Proteases are enzymes that hydrolyze the peptide bonds of proteins. Many infectious microorganisms like bacteria and viruses use proteases as the key virulence factor for infection. Therefore proteases serve as an important target for characterization of disease development and can be potentially used to study various therapeutic agents. Here we are focusing on the use of a principle called fluorescence resonance energy transfer (FRET) to monitor the proteolytic activity of viruses in vivo. In particular, we seek to demonstrate the use of quantum dot bioconjugates to serve as sensitive probes in detecting viral protease activity in mammalian cells. Most commercially available quantum dots are not suitable for biological applications because of the presence of hydrophobic capping ligands on their surfaces. However, this can be overcome by exchanging the native TOPO capping with another surface ligand DHLA (dihydrolipoic acid), which renders them water soluble. In this work, the luminescent probes are based on FRET between a quantum dot that serves as an energy donor and rhodamine (an organic dye) that behaves as an energy acceptor. For the initial testing, we developed a substrate peptide sequence that contains the cleavage site which is recognized by the polio viral protease PV2A^pro. The rhodamine molecules are immobilized onto the surface of the quantum dots through the substrate peptide structure. The substrate peptide sequence acts as a spacer between the quantum dot and rhodamine thereby providing an optimal spacing for FRET to occur. Since our goal is to detect the presence of viral protease in living cells, a method that enables efficient intracellular delivery based on the use of the TAT peptide, which is derived from HIV-1 protein and has been shown to serve as excellent target carriers, was used.
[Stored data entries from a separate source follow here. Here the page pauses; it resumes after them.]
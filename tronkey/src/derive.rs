//! BIP-32 style hierarchical deterministic derivation over secp256k1.
//!
//! Derivation runs in two phases: a master key is generated once from the seed,
//! then one child step runs per path component, strictly in order. Each step
//! reads the private key and chain code left by the previous one.
//!
//! A child step whose HMAC output is unusable (`IL >= n`, or a zero child key)
//! is skipped: the parent key and chain code carry over unchanged to the next
//! component. Index-increment retry is not performed.
//!
//! All intermediate material lives in [`ExtendedKeyState`] and
//! [`DerivationScratch`], both of which are zeroized on drop. Two derivations
//! only need to share nothing for them to run concurrently.

use alloc::string::ToString;
use core::cmp::Ordering;

use hmac::{Hmac, Mac};
use k256::elliptic_curve::sec1::ToEncodedPoint;
use k256::SecretKey;
use sha2::Sha512;
use tracing::{debug, trace, warn};
use zeroize::{Zeroize, ZeroizeOnDrop, Zeroizing};

use tronkey_core::{ChildIndex, DerivationPath, Error, Result};

use crate::arith::{self, CURVE_ORDER, SCALAR_LEN};
use crate::secret::KeyBuffer;

type HmacSha512 = Hmac<Sha512>;

/// HMAC key used to derive the master key from a seed.
pub const MASTER_KEY_DOMAIN: &[u8] = b"Bitcoin seed";

/// Length of the HMAC-SHA512 output scratch buffer.
pub const HMAC_OUTPUT_LEN: usize = 64;

/// Length of the derivation input scratch buffer.
///
/// Hardened: `0x00 ‖ key(32) ‖ index(4)`. Normal: `pubkey(33) ‖ index(4)`.
pub const DERIVATION_INPUT_LEN: usize = 37;

const COMPRESSED_POINT_LEN: usize = 33;

/// The key and chain code threaded through derivation steps.
///
/// The private key is always in `[1, n - 1]`.
#[derive(Zeroize, ZeroizeOnDrop)]
pub struct ExtendedKeyState {
    private_key: [u8; SCALAR_LEN],
    chain_code: [u8; 32],
}

impl ExtendedKeyState {
    /// Current private key.
    pub const fn private_key(&self) -> &[u8; SCALAR_LEN] {
        &self.private_key
    }

    /// Current chain code.
    pub const fn chain_code(&self) -> &[u8; 32] {
        &self.chain_code
    }

    /// Move the private key into a [`KeyBuffer`], consuming the state.
    pub fn into_key_buffer(mut self) -> Result<KeyBuffer> {
        KeyBuffer::take(&mut self.private_key)
    }
}

impl core::fmt::Debug for ExtendedKeyState {
    fn fmt(&self, f: &mut core::fmt::Formatter<'_>) -> core::fmt::Result {
        f.debug_struct("ExtendedKeyState")
            .field("private_key", &"[REDACTED]")
            .field("chain_code", &"[REDACTED]")
            .finish()
    }
}

/// Caller-owned scratch buffers reused across the steps of one derivation.
///
/// Borrowing the buffers mutably for the lifetime of the scratch keeps them
/// out of reach of any other derivation. They are wiped when the scratch drops.
pub struct DerivationScratch<'a> {
    hmac_output: &'a mut [u8; HMAC_OUTPUT_LEN],
    input: &'a mut [u8; DERIVATION_INPUT_LEN],
}

impl<'a> DerivationScratch<'a> {
    /// Wrap fixed-size buffers.
    pub fn new(
        hmac_output: &'a mut [u8; HMAC_OUTPUT_LEN],
        input: &'a mut [u8; DERIVATION_INPUT_LEN],
    ) -> Self {
        Self { hmac_output, input }
    }

    /// Wrap caller slices, which must be exactly 64 and 37 bytes long.
    pub fn from_slices(hmac_output: &'a mut [u8], input: &'a mut [u8]) -> Result<Self> {
        let hmac_len = hmac_output.len();
        let input_len = input.len();
        let hmac_output = <&mut [u8; HMAC_OUTPUT_LEN]>::try_from(hmac_output)
            .map_err(|_| Error::buffer_size(HMAC_OUTPUT_LEN, hmac_len))?;
        let input = <&mut [u8; DERIVATION_INPUT_LEN]>::try_from(input)
            .map_err(|_| Error::buffer_size(DERIVATION_INPUT_LEN, input_len))?;
        Ok(Self { hmac_output, input })
    }

    /// `(IL, IR)`: the left and right halves of the last HMAC output.
    fn output_halves(&self) -> Result<(&[u8; 32], &[u8; 32])> {
        let (left, right) = self.hmac_output.split_at(32);
        let il = <&[u8; 32]>::try_from(left).map_err(|_| Error::CryptoError)?;
        let ir = <&[u8; 32]>::try_from(right).map_err(|_| Error::CryptoError)?;
        Ok((il, ir))
    }
}

impl Drop for DerivationScratch<'_> {
    fn drop(&mut self) {
        self.hmac_output.zeroize();
        self.input.zeroize();
    }
}

/// Owned backing storage for a [`DerivationScratch`].
#[derive(Zeroize, ZeroizeOnDrop)]
pub struct ScratchSpace {
    hmac_output: [u8; HMAC_OUTPUT_LEN],
    input: [u8; DERIVATION_INPUT_LEN],
}

impl ScratchSpace {
    /// Zero-filled storage.
    pub const fn new() -> Self {
        Self {
            hmac_output: [0u8; HMAC_OUTPUT_LEN],
            input: [0u8; DERIVATION_INPUT_LEN],
        }
    }

    /// Borrow the storage as scratch for one derivation.
    pub fn scratch(&mut self) -> DerivationScratch<'_> {
        DerivationScratch::new(&mut self.hmac_output, &mut self.input)
    }
}

impl Default for ScratchSpace {
    fn default() -> Self {
        Self::new()
    }
}

/// What a single child step did to the state.
#[derive(Clone, Copy, Debug, PartialEq, Eq)]
pub enum StepOutcome {
    /// Key and chain code were replaced by the child's.
    Derived,
    /// `IL >= n`; state left unchanged.
    SkippedOutOfRange,
    /// The child key came out as zero; state left unchanged.
    SkippedZero,
}

impl StepOutcome {
    /// Whether the step left the state unchanged.
    pub const fn is_skip(self) -> bool {
        !matches!(self, Self::Derived)
    }
}

fn hmac_sha512_into(key: &[u8], message: &[u8], out: &mut [u8; HMAC_OUTPUT_LEN]) -> Result<()> {
    let mut mac = HmacSha512::new_from_slice(key).map_err(|_| Error::CryptoError)?;
    mac.update(message);
    out.copy_from_slice(&mac.finalize().into_bytes());
    Ok(())
}

/// Generate the master key and chain code from a seed.
///
/// # Errors
///
/// Returns [`Error::InvalidSeed`] on an empty seed, or when the seed's HMAC
/// output is not a valid private key.
pub fn master_key(seed: &[u8], scratch: &mut DerivationScratch<'_>) -> Result<ExtendedKeyState> {
    if seed.is_empty() {
        return Err(Error::InvalidSeed);
    }

    hmac_sha512_into(MASTER_KEY_DOMAIN, seed, scratch.hmac_output)?;
    let (il, ir) = scratch.output_halves()?;
    let state = ExtendedKeyState {
        private_key: *il,
        chain_code: *ir,
    };

    if !arith::is_valid_scalar(&state.private_key) {
        warn!("seed produced an out-of-range master key");
        return Err(Error::InvalidSeed);
    }
    Ok(state)
}

/// Fill the derivation input for `index` from the current state.
fn write_input(
    state: &ExtendedKeyState,
    index: ChildIndex,
    input: &mut [u8; DERIVATION_INPUT_LEN],
) -> Result<()> {
    if index.is_hardened() {
        input[0] = 0x00;
        input[1..33].copy_from_slice(&state.private_key);
    } else {
        let secret =
            SecretKey::from_slice(&state.private_key).map_err(|_| Error::InvalidPrivateKey)?;
        let point = secret.public_key().to_encoded_point(true);
        if point.as_bytes().len() != COMPRESSED_POINT_LEN {
            return Err(Error::InvalidPublicKey);
        }
        input[..COMPRESSED_POINT_LEN].copy_from_slice(point.as_bytes());
    }
    input[33..].copy_from_slice(&index.to_u32().to_be_bytes());
    Ok(())
}

/// Apply an HMAC output split into `il` / `ir` to the state.
///
/// `key' = (key + il) mod n` and `chain' = ir`, unless `il >= n` or `key'`
/// is zero, in which case nothing changes.
fn apply_tweak(state: &mut ExtendedKeyState, il: &[u8; 32], ir: &[u8; 32]) -> StepOutcome {
    if arith::compare(il, &CURVE_ORDER) != Ordering::Less {
        return StepOutcome::SkippedOutOfRange;
    }

    let mut candidate = Zeroizing::new(state.private_key);
    arith::add_mod_order(&mut candidate, il);
    if arith::is_zero(&candidate) {
        return StepOutcome::SkippedZero;
    }

    state.private_key.copy_from_slice(&candidate[..]);
    state.chain_code.copy_from_slice(ir);
    StepOutcome::Derived
}

/// Run one child derivation step in place.
///
/// # Arguments
///
/// * `state` - Parent key and chain code, replaced by the child's on success
/// * `index` - Child index; its inner value must be below 2^31
/// * `scratch` - Buffers for the HMAC input and output
///
/// # Errors
///
/// Returns [`Error::InvalidPath`] for an out-of-range index. A skipped step is
/// not an error; it is reported through [`StepOutcome`].
pub fn derive_child(
    state: &mut ExtendedKeyState,
    index: ChildIndex,
    scratch: &mut DerivationScratch<'_>,
) -> Result<StepOutcome> {
    if !index.is_in_range() {
        return Err(Error::InvalidPath(index.to_string()));
    }
    write_input(state, index, scratch.input)?;
    hmac_sha512_into(&state.chain_code, &scratch.input[..], scratch.hmac_output)?;

    let (il, ir) = scratch.output_halves()?;
    let outcome = apply_tweak(state, il, ir);

    match outcome {
        StepOutcome::Derived => trace!(%index, "derived child"),
        StepOutcome::SkippedOutOfRange => warn!(%index, "IL >= n, child step skipped"),
        StepOutcome::SkippedZero => warn!(%index, "zero child key, child step skipped"),
    }
    Ok(outcome)
}

/// Derive the extended key at `path`, using caller-supplied scratch.
///
/// # Errors
///
/// Returns [`Error::InvalidSeed`] if the seed is unusable.
pub fn derive_path_with(
    seed: &[u8],
    path: &DerivationPath,
    scratch: &mut DerivationScratch<'_>,
) -> Result<ExtendedKeyState> {
    debug!(%path, depth = path.depth(), "deriving key");

    let mut state = master_key(seed, scratch)?;
    for &index in path {
        derive_child(&mut state, index, scratch)?;
    }
    Ok(state)
}

/// Derive the extended key at `path` with freshly allocated scratch.
pub fn derive_path(seed: &[u8], path: &DerivationPath) -> Result<ExtendedKeyState> {
    let mut space = ScratchSpace::new();
    let mut scratch = space.scratch();
    derive_path_with(seed, path, &mut scratch)
}

/// Parse `path` and derive the private key it names.
///
/// The path is validated before the seed is touched.
///
/// # Arguments
///
/// * `seed` - BIP-39 seed bytes, usually 64
/// * `path` - Derivation path such as `m/44'/195'/0'/0/0`
///
/// # Errors
///
/// Returns [`Error::InvalidPath`] for a malformed path (including a bare `m`)
/// and [`Error::InvalidSeed`] for an unusable seed.
pub fn derive_private_key(seed: &[u8], path: &str) -> Result<KeyBuffer> {
    let path = DerivationPath::parse(path)?;
    derive_path(seed, &path)?.into_key_buffer()
}

/// Derive the private key at `path` into a caller-owned 32-byte buffer.
///
/// # Errors
///
/// Returns [`Error::InvalidBufferSize`] if `out` is not 32 bytes long, plus
/// everything [`derive_private_key`] can return.
pub fn derive_into(seed: &[u8], path: &str, out: &mut [u8]) -> Result<()> {
    if out.len() != SCALAR_LEN {
        return Err(Error::buffer_size(SCALAR_LEN, out.len()));
    }
    derive_private_key(seed, path)?.copy_to(out)
}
In this manner, the probes were introduced into BGMK (Buffalo green monkey kidney) cells and infected with different viral dosages. The linkage between the quantum dot donor and the rhodamine acceptor is cleaved during viral infection, due to the production of 2A^pro causing changes in fluorescence intensity. Utility of these new probes for monitoring viral activity and to screen for protease inhibitors will be discussed.